Using the same formula, it is easy to see that the tips of an 8 foot diameter propeller rotating at 3 000 RPM would be moving at 857 miles per hour (1 371 kilometres per hour). This latter speed is, of course, supersonic. It is very difficult to extract satisfactory performance from propellers whose tips are rotating supersonically, and difficult, too, to cater for the stresses, vibrations and noise of transonic operations. These, then, are the main factors which limit the speed of propeller-driven aircraft.
THE PROPELLER AS A ROTATING WING.
Up to now, we have considered, principally, the Newtonian, or simplified momentum theory of thrust. But, propeller blades are aerofoils. A propeller blade, then, acts like a rotating wing, and, like a wing, the propeller blade, in its normal operating range, meets the relative airflow at a certain angle of attack.
These wing-like properties of the propeller, especially the fact that it cuts through the air at a certain angle of attack, can of course help to explain how air is accelerated rearwards when the propeller rotates, just as a wing induces a downwash to the air flowing over it (see Figure 8.19). But the propeller blade’s aerofoil cross section also gives us another view on how thrust is produced.
Figure 8.19 The rotating-wing analogy of propeller thrust.
The tips of a propeller blade are the fastest moving parts of
the propeller. If the blade tips approach the speed of sound, propeller efficiency decreases sharply. Tip speed is a major factor in limiting airspeeds of propeller driven aircraft.
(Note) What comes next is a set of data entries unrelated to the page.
//! Format sync, relink, tree and status output as text or JSON.

use crate::sync::{NodeFailure, RelinkResult, SyncSummary};
use crate::tree::TreeNode;
use comfy_table::presets::UTF8_BORDERS_ONLY;
use comfy_table::Table;
use owo_colors::OwoColorize;
use serde::Serialize;
use serde_json::json;

/// Format a section heading with bold/underline.
pub fn format_section_heading(title: &str) -> String {
    format!("{}", title.bold().underline())
}

fn failure_rows(failures: &[NodeFailure]) -> Vec<serde_json::Value> {
    failures
        .iter()
        .map(|f| {
            json!({
                "external_id": f.external_id,
                "error": f.error.to_string(),
            })
        })
        .collect()
}

fn push_failures(out: &mut String, failures: &[NodeFailure], orphaned: &[String]) {
    if !failures.is_empty() {
        out.push_str(&format!("\n{}\n\n", format_section_heading("Failures")));
        let mut table = Table::new();
        table.load_preset(UTF8_BORDERS_ONLY);
        table.set_header(vec!["Node", "Error"]);
        for failure in failures {
            table.add_row(vec![
                failure
                    .external_id
                    .clone()
                    .unwrap_or_else(|| "-".to_string()),
                failure.error.to_string(),
            ]);
        }
        out.push_str(&format!("{}\n", table));
    }
    if !orphaned.is_empty() {
        out.push_str(&format!(
            "\n{} {}\n",
            "Orphaned:".yellow(),
            orphaned.join(", ")
        ));
    }
}

pub fn sync_summary_json(summary: &SyncSummary) -> serde_json::Value {
    json!({
        "scope": summary.scope,
        "started_at": summary.started_at.to_rfc3339(),
        "duration_ms": summary.duration_ms,
        "created": summary.created,
        "updated": summary.updated,
        "unchanged": summary.unchanged,
        "failed": summary.failed,
        "linked": summary.linked,
        "orphaned": summary.orphaned,
        "failures": failure_rows(&summary.failures),
    })
}

pub fn format_sync_summary_text(summary: &SyncSummary) -> String {
    let mut out = String::new();
    out.push_str(&format!("{}\n\n", format_section_heading("Sync")));
    out.push_str(&format!("  Scope: {}\n", summary.scope));
    out.push_str(&format!("  Started: {}\n", summary.started_at.to_rfc3339()));
    out.push_str(&format!("  Duration: {} ms\n\n", summary.duration_ms));

    let mut table = Table::new();
    table.load_preset(UTF8_BORDERS_ONLY);
    table.set_header(vec![
        "Created",
        "Updated",
        "Unchanged",
        "Failed",
        "Linked",
        "Orphaned",
    ]);
    table.add_row(vec![
        summary.created.to_string(),
        summary.updated.to_string(),
        summary.unchanged.to_string(),
        summary.failed.to_string(),
        summary.linked.to_string(),
        summary.orphaned.len().to_string(),
    ]);
    out.push_str(&format!("{}\n", table));
    push_failures(&mut out, &summary.failures, &summary.orphaned);
    out
}

pub fn relink_json(result: &RelinkResult) -> serde_json::Value {
    json!({
        "examined": result.examined,
        "linked": result.linked,
        "unlinked": result.unlinked,
        "orphaned": result.orphaned,
        "failures": failure_rows(&result.failures),
    })
}

pub fn format_relink_text(result: &RelinkResult) -> String {
    let mut out = String::new();
    out.push_str(&format!("{}\n\n", format_section_heading("Relink")));
    out.push_str(&format!("  Examined: {}\n", result.examined));
    out.push_str(&format!("  Linked: {}\n", result.linked));
    out.push_str(&format!("  Unlinked: {}\n", result.unlinked));
    push_failures(&mut out, &result.failures, &result.orphaned);
    out
}

/// Indented outline, one node per line.
pub fn format_tree_text(roots: &[TreeNode]) -> String {
    if roots.is_empty() {
        return "No nodes to show.\n".to_string();
    }
    let mut out = String::new();
    for root in roots {
        for (depth, node) in root.walk() {
            let stored = &node.node;
            let kind = if stored.node_type.is_empty() {
                stored.type_id.clone()
            } else {
                format!("{} {}", stored.node_type, stored.type_id)
            };
            out.push_str(&format!(
                "{}{} {}",
                "  ".repeat(depth),
                stored.name,
                format!("[{}]", stored.external_id).dimmed()
            ));
            if !kind.trim().is_empty() {
                out.push_str(&format!(" {}", kind.trim().cyan()));
            }
            out.push('\n');
        }
    }
    out
}

/// Node counts for one scope
#[derive(Debug, Clone, Serialize)]
pub struct ScopeStatus {
    pub scope: String,
    pub store_path: String,
    pub total_nodes: usize,
    pub top_level: usize,
    pub linked: usize,
    pub orphaned: usize,
    pub remote_configured: bool,
}

pub fn format_status_text(status: &ScopeStatus) -> String {
    let mut out = String::new();
    out.push_str(&format!("{}\n\n", format_section_heading("Org Tree Status")));
    out.push_str(&format!("  Scope: {}\n", status.scope));
    out.push_str(&format!("  Store path: {}\n", status.store_path));
    let remote = if status.remote_configured {
        "configured".green().to_string()
    } else {
        "not configured".red().to_string()
    };
    out.push_str(&format!("  Remote: {}\n\n", remote));

    if status.total_nodes == 0 {
        out.push_str("No nodes imported yet. Run `orgtree sync` to import the org chart.\n");
        return out;
    }

    let mut table = Table::new();
    table.load_preset(UTF8_BORDERS_ONLY);
    table.set_header(vec!["Total", "Top-level", "Linked", "Orphaned"]);
    table.add_row(vec![
        status.total_nodes.to_string(),
        status.top_level.to_string(),
        status.linked.to_string(),
        status.orphaned.to_string(),
    ]);
    out.push_str(&format!("{}\n", table));
    out
}
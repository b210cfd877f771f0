//! Deferred import queue
//!
//! The queued delivery mode: a document is split into single-node units that are
//! imported one at a time by a background worker, with the same importer logic as the
//! batch path. A failing unit is recorded and the worker moves on. When the queue
//! drains, a relink pass repairs any parent the units could not resolve in order.

use crate::config::DeferredConfig;
use crate::error::ApiError;
use crate::sync::importer::{BatchImporter, ImportResult, ImportSession};
use crate::sync::linker::{ParentLinker, RelinkResult};
use crate::tree::flatten::Flatten;
use crate::tree::node::{FlatNode, OrgNode};
use parking_lot::RwLock;
use serde::{Deserialize, Serialize};
use std::collections::VecDeque;
use std::sync::Arc;
use std::time::Duration;
use tokio::sync::{Mutex, Notify};
use tokio::time::sleep;
use tracing::{debug, error, info, warn};

/// One queued node
#[derive(Debug, Clone, PartialEq, Eq, Serialize, Deserialize)]
pub struct DeferredImportUnit {
    pub node: FlatNode,
    /// Authoritative parent external id for this unit
    pub parent_external_id: String,
}

impl DeferredImportUnit {
    pub fn new(node: FlatNode) -> Self {
        let parent_external_id = node.parent_external_id.clone();
        Self {
            node,
            parent_external_id,
        }
    }

    fn into_flat(self) -> FlatNode {
        FlatNode {
            parent_external_id: self.parent_external_id,
            ..self.node
        }
    }
}

/// Queue statistics
#[derive(Debug, Clone, Default, PartialEq, Eq)]
pub struct QueueStats {
    pub pending: usize,
    pub processing: usize,
    pub completed: usize,
    pub failed: usize,
    pub relink_passes: usize,
}

struct Shared {
    queue: Mutex<VecDeque<DeferredImportUnit>>,
    notify: Notify,
    importer: BatchImporter,
    linker: ParentLinker,
    config: DeferredConfig,
    running: RwLock<bool>,
    stats: RwLock<QueueStats>,
    results: parking_lot::Mutex<ImportResult>,
    last_relink: parking_lot::Mutex<Option<RelinkResult>>,
}

pub struct DeferredImportQueue {
    shared: Arc<Shared>,
    worker: parking_lot::Mutex<Option<tokio::task::JoinHandle<()>>>,
}

impl DeferredImportQueue {
    pub fn new(importer: BatchImporter, linker: ParentLinker, config: DeferredConfig) -> Self {
        Self {
            shared: Arc::new(Shared {
                queue: Mutex::new(VecDeque::new()),
                notify: Notify::new(),
                importer,
                linker,
                config,
                running: RwLock::new(false),
                stats: RwLock::new(QueueStats::default()),
                results: parking_lot::Mutex::new(ImportResult::default()),
                last_relink: parking_lot::Mutex::new(None),
            }),
            worker: parking_lot::Mutex::new(None),
        }
    }

    /// Enqueue a single unit
    pub async fn enqueue(&self, unit: DeferredImportUnit) -> Result<(), ApiError> {
        self.enqueue_all(vec![unit]).await.map(|_| ())
    }

    /// Split a document into units and enqueue them in pre-order
    pub async fn enqueue_document(&self, roots: &[OrgNode]) -> Result<usize, ApiError> {
        let units: Vec<DeferredImportUnit> =
            Flatten::new(roots).map(DeferredImportUnit::new).collect();
        self.enqueue_all(units).await
    }

    async fn enqueue_all(&self, units: Vec<DeferredImportUnit>) -> Result<usize, ApiError> {
        let count = units.len();
        let mut queue = self.shared.queue.lock().await;
        if queue.len() + count > self.shared.config.max_queue_size {
            warn!(
                queue_size = queue.len(),
                batch_size = count,
                max_size = self.shared.config.max_queue_size,
                "Deferred import queue is full"
            );
            return Err(ApiError::InvalidArgument(format!(
                "Deferred import queue is full ({} pending, limit {})",
                queue.len(),
                self.shared.config.max_queue_size
            )));
        }
        queue.extend(units);
        self.shared.stats.write().pending += count;
        drop(queue);

        self.shared.notify.notify_one();
        debug!(batch_size = count, "Enqueued deferred import units");
        Ok(count)
    }

    /// Start the background worker
    pub fn start(&self) {
        {
            let mut running = self.shared.running.write();
            if *running {
                return;
            }
            *running = true;
        }

        let shared = Arc::clone(&self.shared);
        let handle = tokio::spawn(async move { worker_loop(shared).await });
        *self.worker.lock() = Some(handle);
        info!("Started deferred import worker");
    }

    /// Stop the worker after its current unit
    pub async fn stop(&self) {
        *self.shared.running.write() = false;
        self.shared.notify.notify_one();
        let handle = self.worker.lock().take();
        if let Some(handle) = handle {
            if let Err(e) = handle.await {
                error!(error = %e, "Deferred import worker panicked");
            }
        }
        info!("Stopped deferred import worker");
    }

    /// Process every pending unit on the caller's task, then relink if configured.
    ///
    /// Returns the import outcome of the units processed by this call.
    pub async fn drain(&self) -> ImportResult {
        let drained = self.drain_units().await;
        if self.shared.config.relink_on_idle && drained.processed() > 0 {
            run_relink(&self.shared);
        }
        drained
    }

    /// Process every pending unit on the caller's task, leaving relink to the caller.
    pub async fn drain_units(&self) -> ImportResult {
        let mut drained = ImportResult::default();
        while let Some(unit) = next_unit(&self.shared).await {
            drained.merge(process_unit(&self.shared, unit));
        }
        drained
    }

    /// Wait until the queue is empty and nothing is in flight
    pub async fn wait_idle(&self) {
        loop {
            let idle = {
                let stats = self.shared.stats.read();
                stats.pending == 0 && stats.processing == 0
            };
            if idle {
                return;
            }
            sleep(Duration::from_millis(self.shared.config.idle_poll_ms.max(1))).await;
        }
    }

    pub fn stats(&self) -> QueueStats {
        self.shared.stats.read().clone()
    }

    /// Take the accumulated outcome of units processed by the worker
    pub fn take_results(&self) -> ImportResult {
        std::mem::take(&mut *self.shared.results.lock())
    }

    /// Outcome of the most recent relink pass, if any
    pub fn take_last_relink(&self) -> Option<RelinkResult> {
        self.shared.last_relink.lock().take()
    }
}

async fn next_unit(shared: &Shared) -> Option<DeferredImportUnit> {
    let unit = shared.queue.lock().await.pop_front()?;
    let mut stats = shared.stats.write();
    stats.pending = stats.pending.saturating_sub(1);
    stats.processing += 1;
    Some(unit)
}

fn process_unit(shared: &Shared, unit: DeferredImportUnit) -> ImportResult {
    // Units are independent: parents resolve through the repository, not a shared map.
    let mut session = ImportSession::new();
    shared.importer.import_node(&mut session, &unit.into_flat());
    let result = session.finish();

    let mut stats = shared.stats.write();
    stats.processing = stats.processing.saturating_sub(1);
    if result.failures.is_empty() {
        stats.completed += 1;
    } else {
        stats.failed += 1;
    }
    result
}

fn run_relink(shared: &Shared) {
    match shared.linker.relink() {
        Ok(result) => {
            shared.stats.write().relink_passes += 1;
            *shared.last_relink.lock() = Some(result);
        }
        Err(e) => error!(error = %e, "Relink after deferred import failed"),
    }
}

async fn worker_loop(shared: Arc<Shared>) {
    let idle_poll = Duration::from_millis(shared.config.idle_poll_ms.max(1));
    let mut since_relink = 0usize;

    loop {
        if !*shared.running.read() {
            break;
        }

        match next_unit(&shared).await {
            Some(unit) => {
                let result = process_unit(&shared, unit);
                since_relink += 1;
                shared.results.lock().merge(result);
            }
            None => {
                if since_relink > 0 && shared.config.relink_on_idle {
                    run_relink(&shared);
                    since_relink = 0;
                }
                tokio::select! {
                    _ = shared.notify.notified() => {}
                    _ = sleep(idle_poll) => {}
                }
            }
        }
    }

    debug!("Deferred import worker exiting");
}
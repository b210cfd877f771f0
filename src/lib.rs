//! Orgtree: Organization Chart Sync
//!
//! Fetches a nested organization chart from a remote endpoint, flattens it in
//! pre-order and upserts every unit into a scoped node store, then reconciles
//! internal parent links. The stored tree can be read back as a nested view with
//! node types filtered out.

pub mod concurrency;
pub mod config;
pub mod error;
pub mod logging;
pub mod remote;
pub mod store;
pub mod sync;
pub mod tooling;
pub mod tree;
pub mod types;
Many versions of propeller theory offer the explanation that, because a propeller blade is an aerofoil, when the propeller rotates and cuts through the air, an aerodynamic force is generated by the blade (similar to the lift generated by a wing) as a result of increased pressure behind the blade and reduced pressure ahead of the blade. In the case of the propeller, this aerodynamic force acts forwards in the direction of flight and is called thrust (see Figure 8.19). So, according to this “wing-theory”, the propeller might even be considered as pulling the aircraft through the air. This view is sometimes referred to as the Bernoulli explanation of thrust, after the Swiss scientist Daniel Bernoulli who propounded the constant pressure energy theory.